Authentication setup is straightforward, requiring your Jina Reader account ID and the appropriate OAuth permission type. Basic API configuration involves setting the base URL and headers for your requests. You can customize your environment settings in a configuration file, specifying content format, timeout, and response preferences.
For a quick start, you can convert a URL to an LLM-friendly format with a simple API call. Advanced content extraction allows for selective content retrieval using target and excluded selectors, ensuring you get the precise information you need.
In case of issues, common troubleshooting steps include verifying authentication details, adjusting timeout values for large pages, and ensuring the correct response format. For restricted content, using a proxy server can help bypass access limitations.
Best practices for effective content extraction involve using specific target selectors, implementing robust error handling, and caching responses when feasible. Securely storing credentials and managing token refresh logic are crucial for maintaining authentication integrity.

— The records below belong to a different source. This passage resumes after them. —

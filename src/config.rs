//! Configuration for the lookup widget.
//!
//! Stored as YAML under the platform config directory
//! (`~/.config/geolens/config.yaml` on Linux). A default file is written on
//! first run. Every field carries a serde default so configs written by
//! older versions keep loading.

use anyhow::Result;
use serde::{Deserialize, Serialize};
use std::fs;
use std::path::PathBuf;
use std::time::Duration;

use crate::placeholder::EXAMPLE_IPS;

fn default_endpoint() -> String {
    // The lookup service's default development bind address.
    "http://127.0.0.1:8000".to_string()
}

fn default_flag_base_url() -> String {
    "https://Malith-Rukshan.github.io/animated-country-flags/tgs".to_string()
}

fn default_placeholder_interval_ms() -> u64 {
    3000
}

fn default_copy_feedback_ms() -> u64 {
    1500
}

fn default_window_width() -> u32 {
    960
}

fn default_window_height() -> u32 {
    640
}

fn default_example_ips() -> Vec<String> {
    EXAMPLE_IPS.iter().map(|s| s.to_string()).collect()
}

#[derive(Debug, Clone, Serialize, Deserialize)]
pub struct Config {
    /// Base URL of the GeoIP lookup service.
    #[serde(default = "default_endpoint")]
    pub endpoint: String,

    /// Base URL of the animated flag asset repository.
    #[serde(default = "default_flag_base_url")]
    pub flag_base_url: String,

    /// How often the input placeholder rotates to the next example address.
    #[serde(default = "default_placeholder_interval_ms")]
    pub placeholder_interval_ms: u64,

    /// How long a copy button shows its confirmation glyph.
    #[serde(default = "default_copy_feedback_ms")]
    pub copy_feedback_ms: u64,

    /// Initial window width in logical pixels.
    #[serde(default = "default_window_width")]
    pub window_width: u32,

    /// Initial window height in logical pixels.
    #[serde(default = "default_window_height")]
    pub window_height: u32,

    /// Example addresses cycled through the input placeholder.
    #[serde(default = "default_example_ips")]
    pub example_ips: Vec<String>,
}

impl Default for Config {
    fn default() -> Self {
        Self {
            endpoint: default_endpoint(),
            flag_base_url: default_flag_base_url(),
            placeholder_interval_ms: default_placeholder_interval_ms(),
            copy_feedback_ms: default_copy_feedback_ms(),
            window_width: default_window_width(),
            window_height: default_window_height(),
            example_ips: default_example_ips(),
        }
    }
}

impl Config {
    /// Load the config file, creating it with defaults on first run.
    pub fn load() -> Result<Self> {
        let config_path = Self::config_path();
        log::info!("Config path: {:?}", config_path);

        if config_path.exists() {
            let contents = fs::read_to_string(&config_path)?;
            let config: Config = serde_yaml_ng::from_str(&contents)?;
            Ok(config)
        } else {
            log::info!(
                "Config file not found, creating default at {:?}",
                config_path
            );
            let config = Self::default();
            if let Err(e) = config.save() {
                log::error!("Failed to save default config: {}", e);
                return Err(e);
            }
            Ok(config)
        }
    }

    /// Write the config to its on-disk location.
    pub fn save(&self) -> Result<()> {
        let config_path = Self::config_path();
        if let Some(parent) = config_path.parent() {
            fs::create_dir_all(parent)?;
        }
        let yaml = serde_yaml_ng::to_string(self)?;
        fs::write(&config_path, yaml)?;
        Ok(())
    }

    /// Platform path of the config file. `GEOLENS_CONFIG_DIR` overrides the
    /// directory, which the tests use to avoid touching the real one.
    pub fn config_path() -> PathBuf {
        Self::config_dir().join("config.yaml")
    }

    /// Platform config directory for this application.
    pub fn config_dir() -> PathBuf {
        if let Ok(dir) = std::env::var("GEOLENS_CONFIG_DIR") {
            return PathBuf::from(dir);
        }
        if let Some(config_dir) = dirs::config_dir() {
            config_dir.join("geolens")
        } else {
            PathBuf::from(".geolens")
        }
    }

    /// Placeholder rotation interval as a [`Duration`].
    pub fn placeholder_interval(&self) -> Duration {
        Duration::from_millis(self.placeholder_interval_ms)
    }

    /// Copy confirmation window as a [`Duration`].
    pub fn copy_feedback_window(&self) -> Duration {
        Duration::from_millis(self.copy_feedback_ms)
    }
}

For further assistance or specific use cases, refer to the comprehensive API documentation or reach out to Jina Reader support.
No training on your data
Your data remains private and is never utilized for model training purposes.
Security first
We never store anything we don’t need to. The inputs or outputs of your tools are never stored.

To get the most out of the Jina Reader + Relevance AI integration without writing code:
- Start with clear content selection: Use specific target selectors to ensure you extract only the necessary content.
- Utilize streaming mode: For large web pages, enable streaming to handle content efficiently without timeouts.
- Secure your credentials: Store OAuth credentials securely and implement token refresh logic to maintain access.
- Test with sample URLs: Validate your configurations with test URLs before applying them to production data.
- Monitor response formats: Ensure your contentFormat is set correctly to avoid unexpected output types.